Overview of the postulated mechanisms linking cancer and thrombosis

Abstract

Blood coagulation appears to play an important role in the occurrence of cancer and its effects may be twofold. First, in patients with cancer, blood coagulation is activated in the direction of a prothrombotic state. Second, a procoagulant environment may promote cancer in different ways. In this chapter we discuss some of the mechanisms that may be involved in this interplay between coagulation and cancer. Blood coagulation proteins interact with cells in the vasculature to maintain hemostasis.
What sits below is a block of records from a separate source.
/// Riff Server - playback sessions over HTTP
use clap::{Parser, Subcommand};
use riff_library::Library;
use riff_server::{config::ServerConfig, create_router, state::AppState};
use std::{net::SocketAddr, path::PathBuf, sync::Arc};
use tracing_subscriber::{layer::SubscriberExt, util::SubscriberInitExt};

#[derive(Parser)]
#[command(name = "riff-server")]
#[command(about = "Riff playback session server", long_about = None)]
struct Cli {
    #[command(subcommand)]
    command: Commands,
}

#[derive(Subcommand)]
enum Commands {
    /// Start the HTTP server
    Serve {
        /// Configuration file path
        #[arg(short, long)]
        config: Option<PathBuf>,
    },
    /// List the playlists in the catalog
    Playlists {
        /// Configuration file path
        #[arg(short, long)]
        config: Option<PathBuf>,
    },
}

#[tokio::main]
async fn main() -> anyhow::Result<()> {
    // Initialize tracing
    tracing_subscriber::registry()
        .with(
            tracing_subscriber::EnvFilter::try_from_default_env()
                .unwrap_or_else(|_| "riff_server=info,riff_playback=info,tower_http=info".into()),
        )
        .with(tracing_subscriber::fmt::layer())
        .init();

    let cli = Cli::parse();

    match cli.command {
        Commands::Serve { config } => {
            serve(config).await?;
        }
        Commands::Playlists { config } => {
            list_playlists(config)?;
        }
    }

    Ok(())
}

async fn serve(config_path: Option<PathBuf>) -> anyhow::Result<()> {
    // Load configuration
    let config = ServerConfig::load(config_path.as_deref())?;
    config.validate()?;

    tracing::info!("Starting Riff Server");
    tracing::info!("Host: {}", config.server.host);
    tracing::info!("Port: {}", config.server.port);

    let library = Arc::new(load_library(&config)?);

    // Build application state
    let app_state = AppState::new(library, config.playback.clone());
    tracing::info!(
        "Session registry ready (history size {}, shuffle {:?})",
        config.playback.history_size,
        config.playback.shuffle_algorithm
    );

    // Build router
    let app = create_router(app_state);

    // Create server address
    let addr = SocketAddr::from((
        config.server.host.parse::<std::net::IpAddr>()?,
        config.server.port,
    ));

    tracing::info!("Server listening on {}", addr);

    // Start server
    let listener = tokio::net::TcpListener::bind(addr).await?;
    axum::serve(listener, app).await?;

    Ok(())
}

fn list_playlists(config_path: Option<PathBuf>) -> anyhow::Result<()> {
    let config = ServerConfig::load(config_path.as_deref())?;
    let library = load_library(&config)?;

    println!("Playlists:");
    for record in library.playlists() {
        println!(
            "  {} - {} ({} songs, owner {})",
            record.id,
            record.name,
            record.song_ids.len(),
            record.owner_id
        );
    }

    Ok(())
}

/// Load the catalog, starting empty when the file does not exist yet
fn load_library(config: &ServerConfig) -> anyhow::Result<Library> {
    let path = &config.library.path;
    if !path.exists() {
        tracing::warn!("Library file {:?} not found, starting with an empty catalog", path);
        return Ok(Library::empty());
    }

    Ok(Library::load(path)?)
}
/// Core error types for Riff
use thiserror::Error;

/// Result type alias using `CoreError`
pub type Result<T> = std::result::Result<T, CoreError>;

/// Core error type for Riff
#[derive(Error, Debug)]
pub enum CoreError {
    /// Storage-related errors
    #[error("Storage error: {0}")]
    Storage(String),

    /// Entity not found
    #[error("{entity} not found: {id}")]
    NotFound { entity: String, id: String },

    /// I/O errors
    #[error(transparent)]
    Io(#[from] std::io::Error),

    /// Serialization errors
    #[error(transparent)]
    Serialization(#[from] serde_json::Error),
}

impl CoreError {
    /// Create a storage error
    pub fn storage(msg: impl Into<String>) -> Self {
        Self::Storage(msg.into())
    }

    /// Create a not found error
    pub fn not_found(entity: impl Into<String>, id: impl Into<String>) -> Self {
        Self::NotFound {
            entity: entity.into(),
            id: id.into(),
        }
    }
}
However, many proteins that are involved in coagulation and anticoagulation, as well as fibrinolysis, are also found in extravascular tissues. In different organs, these proteins may be involved in cell-signaling mechanisms, through interaction with cell receptors like protease-activated receptors (PARs). Such interactions may drive inflammation, angiogenesis and cell proliferation. The potential procarcinogenic actions of proteases like thrombin may be counteracted by the anticoagulant and anti-inflammatory actions of the protein C-thrombomodulin mechanism. In the blood of cancer patients, the balance is usually shifted towards a procoagulant direction. The resulting excess thrombin- and fibrin-forming activity promotes venous thrombosis and may in the extravascular compartment stimulate cancer progression. The activation of platelets and their interaction with leukocytes may propagate this process. In addition to the therapeutic modulation of the prothrombotic environment, the induction of specific anticoagulant proteins including thrombomodulin may have effects on tumor growth or dissemination, but the nature of these effects still remains hard to predict. The interplay between cancer and blood coagulation merits further experimental and clinical research.